//! Source capability catalog.
//!
//! The sink controller mirrors up to seven power data objects (PDOs) of the source in its
//! capability table. Each slot is a little endian `u32`.
use byteorder::{ByteOrder, LittleEndian};
use heapless::Vec;
use proc_bitfield::bitfield;
use uom::si::electric_current::centiampere;
use uom::si::electric_potential::decivolt;

use crate::_50milliamperes_mod::_50milliamperes;
use crate::_50millivolts_mod::_50millivolts;
use crate::Error;
use crate::units::{ElectricCurrent, ElectricPotential};

/// Number of slots in the capability table.
pub const MAX_PROFILES: usize = 7;

/// Top nibble of a programmable power supply APDO (augmented kind, PPS supply).
const PPS_TAG: u8 = 0b1100;

bitfield! {
    /// A raw power data object.
    ///
    /// Used for classification, and as a fallback for kinds that this sink does not use.
    #[derive(Clone, Copy, PartialEq, Eq)]
    #[cfg_attr(feature = "defmt", derive(defmt::Format))]
    #[cfg_attr(feature = "serde", derive(serde::Serialize, serde::Deserialize))]
    pub struct RawPowerDataObject(pub u32): Debug, FromStorage, IntoStorage {
        /// The kind of power data object.
        pub kind: u8 @ 30..=31,
        /// Kind and augmented supply type together.
        pub tag: u8 @ 28..=31,
    }
}

bitfield! {
    /// A fixed voltage supply PDO.
    #[derive(Clone, Copy, PartialEq, Eq)]
    #[cfg_attr(feature = "defmt", derive(defmt::Format))]
    #[cfg_attr(feature = "serde", derive(serde::Serialize, serde::Deserialize))]
    pub struct FixedSupply(pub u32): Debug, FromStorage, IntoStorage {
        /// Fixed supply
        pub kind: u8 @ 30..=31,
        /// Voltage in 50 mV units
        pub raw_voltage: u16 @ 10..=19,
        /// Maximum current in 10 mA units
        pub raw_max_current: u16 @ 0..=9,
    }
}

#[allow(clippy::derivable_impls)]
impl Default for FixedSupply {
    fn default() -> Self {
        Self(0)
    }
}

impl FixedSupply {
    /// The fixed output voltage.
    pub fn voltage(&self) -> ElectricPotential {
        ElectricPotential::new::<_50millivolts>(self.raw_voltage().into())
    }

    /// The maximum current that the source can deliver at this voltage.
    pub fn max_current(&self) -> ElectricCurrent {
        ElectricCurrent::new::<centiampere>(self.raw_max_current().into())
    }
}

bitfield! {
    /// A programmable power supply (PPS) APDO.
    #[derive(Clone, Copy, PartialEq, Eq)]
    #[cfg_attr(feature = "defmt", derive(defmt::Format))]
    #[cfg_attr(feature = "serde", derive(serde::Serialize, serde::Deserialize))]
    pub struct ProgrammableSupply(pub u32): Debug, FromStorage, IntoStorage {
        /// Augmented power data object
        pub kind: u8 @ 30..=31,
        /// Programmable power supply
        pub supply: u8 @ 28..=29,
        /// Maximum voltage in 100 mV increments
        pub raw_max_voltage: u8 @ 17..=24,
        /// Minimum voltage in 100 mV increments
        pub raw_min_voltage: u8 @ 8..=15,
        /// Maximum current in 50 mA increments
        pub raw_max_current: u8 @ 0..=6,
    }
}

impl Default for ProgrammableSupply {
    fn default() -> Self {
        Self(0).with_kind(0b11).with_supply(0b00)
    }
}

#[allow(missing_docs)]
impl ProgrammableSupply {
    pub fn max_voltage(&self) -> ElectricPotential {
        ElectricPotential::new::<decivolt>(self.raw_max_voltage().into())
    }

    pub fn min_voltage(&self) -> ElectricPotential {
        ElectricPotential::new::<decivolt>(self.raw_min_voltage().into())
    }

    pub fn max_current(&self) -> ElectricCurrent {
        ElectricCurrent::new::<_50milliamperes>(self.raw_max_current().into())
    }

    /// Whether `voltage` lies within the adjustable range, bounds included.
    pub fn covers(&self, voltage: ElectricPotential) -> bool {
        self.min_voltage() <= voltage && voltage <= self.max_voltage()
    }
}

/// A power data object holds information about one type of source capability.
#[derive(Clone, Copy, Debug, PartialEq)]
#[cfg_attr(feature = "defmt", derive(defmt::Format))]
#[cfg_attr(feature = "serde", derive(serde::Serialize, serde::Deserialize))]
pub enum PowerDataObject {
    /// Fixed voltage supply.
    FixedSupply(FixedSupply),
    /// Programmable power supply.
    Pps(ProgrammableSupply),
    /// A kind that is never selected by this sink (battery, variable, other APDOs).
    Unknown(RawPowerDataObject),
}

/// Parse a raw PDO into a typed power data object.
pub fn parse_raw_pdo(raw: u32) -> PowerDataObject {
    let pdo = RawPowerDataObject(raw);

    if pdo.tag() == PPS_TAG {
        PowerDataObject::Pps(ProgrammableSupply(raw))
    } else if pdo.kind() == 0b00 {
        PowerDataObject::FixedSupply(FixedSupply(raw))
    } else {
        warn!("Unsupported PowerDataObject tag {}", pdo.tag());
        PowerDataObject::Unknown(pdo)
    }
}

/// One slot of the catalog.
#[derive(Clone, Copy, Debug, PartialEq)]
#[cfg_attr(feature = "defmt", derive(defmt::Format))]
#[cfg_attr(feature = "serde", derive(serde::Serialize, serde::Deserialize))]
pub struct PowerProfile {
    /// Zero-based slot in the capability table.
    pub index: u8,
    /// The advertised capability.
    pub pdo: PowerDataObject,
}

impl PowerProfile {
    /// One-based position, as used in request data objects.
    pub fn object_position(&self) -> u8 {
        self.index + 1
    }
}

/// The ordered list of profiles that the source advertised in its latest capabilities.
///
/// A catalog is only valid for the negotiation that produced it. It is rebuilt, never merged,
/// when the sink controller reports a new set of PDOs.
#[derive(Clone, Debug, Default, PartialEq)]
#[cfg_attr(feature = "defmt", derive(defmt::Format))]
#[cfg_attr(feature = "serde", derive(serde::Serialize, serde::Deserialize))]
pub struct Catalog {
    profiles: Vec<PowerProfile, MAX_PROFILES>,
    pps_index: Option<u8>,
    multiple_pps: bool,
}

impl Catalog {
    /// Build a catalog from the raw capability table and the reported PDO count.
    ///
    /// The count is clamped to the seven table slots, and to the number of complete slots in `raw`.
    /// Only the first PPS APDO is used. Further ones stay in the catalog as profiles, but are
    /// flagged, see [`Catalog::check`].
    pub fn parse(raw: &[u8], count: u8) -> Self {
        let count = usize::from(count);
        if count > MAX_PROFILES {
            warn!("Clamping PDO count {} to {}", count, MAX_PROFILES);
        }
        if raw.len() / 4 < count.min(MAX_PROFILES) {
            warn!("Capability table holds only {} of {} PDOs", raw.len() / 4, count);
        }

        let mut pps_index = None;
        let mut multiple_pps = false;

        // `take` bounds the iterator to the capacity of the profile list.
        let profiles = raw
            .chunks_exact(4)
            .take(count.min(MAX_PROFILES))
            .enumerate()
            .map(|(index, chunk)| {
                let index = index as u8;
                let pdo = parse_raw_pdo(LittleEndian::read_u32(chunk));

                if let PowerDataObject::Pps(_) = pdo {
                    match pps_index {
                        Some(first) => {
                            warn!("Ignoring PPS APDO at index {}, using the one at {}", index, first);
                            multiple_pps = true;
                        }
                        None => pps_index = Some(index),
                    }
                }

                PowerProfile { index, pdo }
            })
            .collect();

        let catalog = Self {
            profiles,
            pps_index,
            multiple_pps,
        };

        debug!("Parsed {} PDOs, PPS index {:?}", catalog.profiles.len(), catalog.pps_index);
        catalog
    }

    /// Whether the source advertised more than one PPS APDO.
    pub fn multiple_pps(&self) -> bool {
        self.multiple_pps
    }

    /// Report catalog anomalies.
    ///
    /// Fails with [`Error::MultiplePpsUnsupported`] if more than one PPS APDO was advertised.
    /// The catalog stays usable either way.
    pub fn check(&self) -> Result<(), Error> {
        if self.multiple_pps {
            Err(Error::MultiplePpsUnsupported)
        } else {
            Ok(())
        }
    }

    /// All profiles, in table order.
    pub fn profiles(&self) -> &[PowerProfile] {
        &self.profiles
    }

    /// The profile in slot `index`.
    pub fn get(&self, index: u8) -> Option<&PowerProfile> {
        self.profiles.get(usize::from(index))
    }

    /// Number of profiles.
    pub fn len(&self) -> usize {
        self.profiles.len()
    }

    /// Whether the source advertised no profiles at all.
    pub fn is_empty(&self) -> bool {
        self.profiles.is_empty()
    }

    /// The programmable profile with its slot index, if the source offers one.
    pub fn pps(&self) -> Option<(u8, &ProgrammableSupply)> {
        let index = self.pps_index?;
        match self.get(index)?.pdo {
            PowerDataObject::Pps(ref pps) => Some((index, pps)),
            _ => None,
        }
    }

    /// Fixed supplies with their slot index, in table order.
    pub fn fixed_supplies(&self) -> impl Iterator<Item = (u8, &FixedSupply)> {
        self.profiles.iter().filter_map(|profile| match profile.pdo {
            PowerDataObject::FixedSupply(ref fixed) => Some((profile.index, fixed)),
            _ => None,
        })
    }
}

==========

Your task is to restate, word for word, only those lines above that fall between the line holding "pub fn multiple_pps(&self)" and the line holding "PowerDataObject::FixedSupply(ref fixed) =>", inclusive.

# [YOUR RESPONSE]
    pub fn multiple_pps(&self) -> bool {
        self.multiple_pps
    }

    /// Report catalog anomalies.
    ///
    /// Fails with [`Error::MultiplePpsUnsupported`] if more than one PPS APDO was advertised.
    /// The catalog stays usable either way.
    pub fn check(&self) -> Result<(), Error> {
        if self.multiple_pps {
            Err(Error::MultiplePpsUnsupported)
        } else {
            Ok(())
        }
    }

    /// All profiles, in table order.
    pub fn profiles(&self) -> &[PowerProfile] {
        &self.profiles
    }

    /// The profile in slot `index`.
    pub fn get(&self, index: u8) -> Option<&PowerProfile> {
        self.profiles.get(usize::from(index))
    }

    /// Number of profiles.
    pub fn len(&self) -> usize {
        self.profiles.len()
    }

    /// Whether the source advertised no profiles at all.
    pub fn is_empty(&self) -> bool {
        self.profiles.is_empty()
    }

    /// The programmable profile with its slot index, if the source offers one.
    pub fn pps(&self) -> Option<(u8, &ProgrammableSupply)> {
        let index = self.pps_index?;
        match self.get(index)?.pdo {
            PowerDataObject::Pps(ref pps) => Some((index, pps)),
            _ => None,
        }
    }

    /// Fixed supplies with their slot index, in table order.
    pub fn fixed_supplies(&self) -> impl Iterator<Item = (u8, &FixedSupply)> {
        self.profiles.iter().filter_map(|profile| match profile.pdo {
            PowerDataObject::FixedSupply(ref fixed) => Some((profile.index, fixed)),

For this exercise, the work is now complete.